Are there any example flows involving pulling from different Prefect Community #ask-community

Join Slack

Are there any example flows involving pulling from...

# ask-community

Ken Nguyen

04/14/2022, 11:28 PM

Are there any example flows involving pulling from different branches of the same repo using mapping?

Kevin Kho

04/14/2022, 11:29 PM

No…..that…sounds odd though lol. What are you trying to do?

Ken Nguyen

04/14/2022, 11:29 PM

For some information, I’m using ECSRun + pygit2 to pull repos. I’m having some trouble executing the above since I would be cloning a folder of the same name:

ValueError: 'dbt' exists and is not an empty directory

Kevin Kho

04/14/2022, 11:32 PM

Ah I see. Then in that case you just have each mapped task create one directory before cloning right?

Kevin Kho

04/14/2022, 11:32 PM

I dunno if you’ll still run into issues

Kevin Kho

04/14/2022, 11:34 PM

Try

return_all=True

maybe for

DbtShellTask

? But I think what you have should be enough. What is your executor for this Flow? That affects if the tasks run on separate environments, but LocalExecutor and LocalDask will share the same filesystem

Kevin Kho

04/14/2022, 11:35 PM

DaskExecutor does not share the same filesystem. I think you might write into the workers disk space, but you’ll have issues when two concurrent tasks are on the same worker.

Kevin Kho

04/14/2022, 11:36 PM

pygit2

clone_repository takes in a local path.

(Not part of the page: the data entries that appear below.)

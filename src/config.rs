//! Host configuration parsed from environment variables.

#[cfg(test)]
#[path = "config_test.rs"]
mod config_test;

use std::net::{IpAddr, Ipv4Addr, SocketAddr};

pub const DEFAULT_PORT: u16 = 3000;
pub const DEFAULT_BIND_ADDR: IpAddr = IpAddr::V4(Ipv4Addr::UNSPECIFIED);

#[derive(Debug, thiserror::Error, PartialEq, Eq)]
pub enum ConfigError {
    #[error("invalid PORT: {0:?}")]
    InvalidPort(String),
    #[error("invalid BIND_ADDR: {0:?}")]
    InvalidBindAddr(String),
}

#[derive(Debug, Clone, Copy, PartialEq, Eq)]
pub struct HostConfig {
    pub bind_addr: IpAddr,
    pub port: u16,
}

impl HostConfig {
    /// Build host config from environment variables.
    ///
    /// Optional:
    /// - `PORT`: default 3000
    /// - `BIND_ADDR`: default `0.0.0.0`
    pub fn from_env() -> Result<Self, ConfigError> {
        Self::from_vars(
            std::env::var("PORT").ok().as_deref(),
            std::env::var("BIND_ADDR").ok().as_deref(),
        )
    }

    fn from_vars(port: Option<&str>, bind_addr: Option<&str>) -> Result<Self, ConfigError> {
        let port = match non_blank(port) {
            Some(raw) => raw.parse::<u16>().map_err(|_| ConfigError::InvalidPort(raw.to_owned()))?,
            None => DEFAULT_PORT,
        };
        let bind_addr = match non_blank(bind_addr) {
            Some(raw) => raw
                .parse::<IpAddr>()
                .map_err(|_| ConfigError::InvalidBindAddr(raw.to_owned()))?,
            None => DEFAULT_BIND_ADDR,
        };
        Ok(Self { bind_addr, port })
    }

    pub fn socket_addr(&self) -> SocketAddr {
        SocketAddr::new(self.bind_addr, self.port)
    }
}

fn non_blank(raw: Option<&str>) -> Option<&str> {
    raw.map(str::trim).filter(|v| !v.is_empty())
}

I think you can just use that to rename the destination folder?

Ken Nguyen

04/14/2022, 11:38 PM

I like the idea of cloning into a different destination folder, lemme check it out

Ken Nguyen

04/15/2022, 12:11 AM

I think that works!!!

Kevin Kho

04/15/2022, 12:14 AM

Nice!

Ken Nguyen

04/15/2022, 12:15 AM

The reason I say I think is bc my downstream task is a run_dbt task, but I don’t see any logs from it. So I’m not sure if everything is running correctly

Ken Nguyen

04/15/2022, 12:16 AM

I had to wrap my DbtShellTask in another task, do you think this affects logging?

Copy code

@task(log_stdout=True)
def run_dbt(schema_name, branch_name, command):
    DbtShellTask(
        return_all=True,
        profile_name="drsquatch_dev",
        environment="prod",
        overwrite_profiles=True,
        log_stdout=True,
        helper_script="cd {}/dbt".format(branch_name),
        log_stderr=True,
        stream_output=True,
        dbt_kwargs={
            "type": "snowflake",
            "account": secret['SNOWFLAKE_ACCOUNT'],
            "user": secret['SNOWFLAKE_USERNAME'],
            "password": secret['SNOWFLAKE_PASSWORD'],
            "role": "PREFECT_DATA_QUAL_TRCK_ROLE",
            "database": "ANALYTICS_DEV",
            "warehouse": secret['SNOWFLAKE_WAREHOUSE'],
            "schema": schema_name,
            "threads": 12,
            "client_session_keep_alive": False,
        },
    )
##============

Ken Nguyen

04/15/2022, 12:18 AM

I have

log_stdout=True, log_stderr=True, stream_output=True

, do you see any reason why I wouldn’t be seeing logs? I’m unsure if it’s a mapped run thing or a DbtShellTask wrapped in another task thing

Kevin Kho

04/15/2022, 12:20 AM

Oh btw I tried the Pine Tar. It’s so funny it’s so black haha. And then I tried the Bay Rum candle too. The soaps are really good

Kevin Kho

04/15/2022, 12:20 AM

I don’t think that affects logging. You should still see some unless you are on DaskExecutor

Ken Nguyen

04/15/2022, 12:22 AM

Pine Tar haircare stuff scared me the first few times I used it!!! I feel like I’m in a grunge emo rock band 🤣🤣

Ken Nguyen

04/15/2022, 12:27 AM

Hm, I only see Prefect logs, not the logs from DbtShellTask itself 🤔

Kevin Kho

04/15/2022, 12:29 AM

Ohh cuz it’s not a task anymore when you call .run(). It’s just the Python under the hood (normal function inside a task)

Ken Nguyen

04/15/2022, 12:38 AM

Oooh, so what is the work around to get the logs? I’m thinking: 1. Instead of wrapping DbtShellTask in another task, I somehow pass parameters into DbtShellTask (couldn’t find a way to do this initially) 2. Some how bring logs from the DbtShellTask out to the wrapped task

Kevin Kho

04/15/2022, 12:39 AM

Well I think the wrapper task would be the one you’re interested in right? Yes you can likely subclass DbtShellTask and pass your parameters.

Ken Nguyen

04/15/2022, 12:42 AM

Could you expand more on what that means?

Kevin Kho

04/15/2022, 12:43 AM

Yeah one second let me type an example

🙌 1

Kevin Kho

04/15/2022, 12:47 AM

Does something like this make sense to you?

Copy code

class MyDbtShellTask(DbtShellTask):

    @defaults_from_attrs("command", "env", "helper_script", "dbt_kwargs")
    def run(
        self,
        command: str = None,
        env: dict = None,
        helper_script: str = None,
        dbt_kwargs: dict = None,
        path_to_clone: str = None
    ) -> str:
        pygit2.clone_repostiry(..,path_to_clone,..)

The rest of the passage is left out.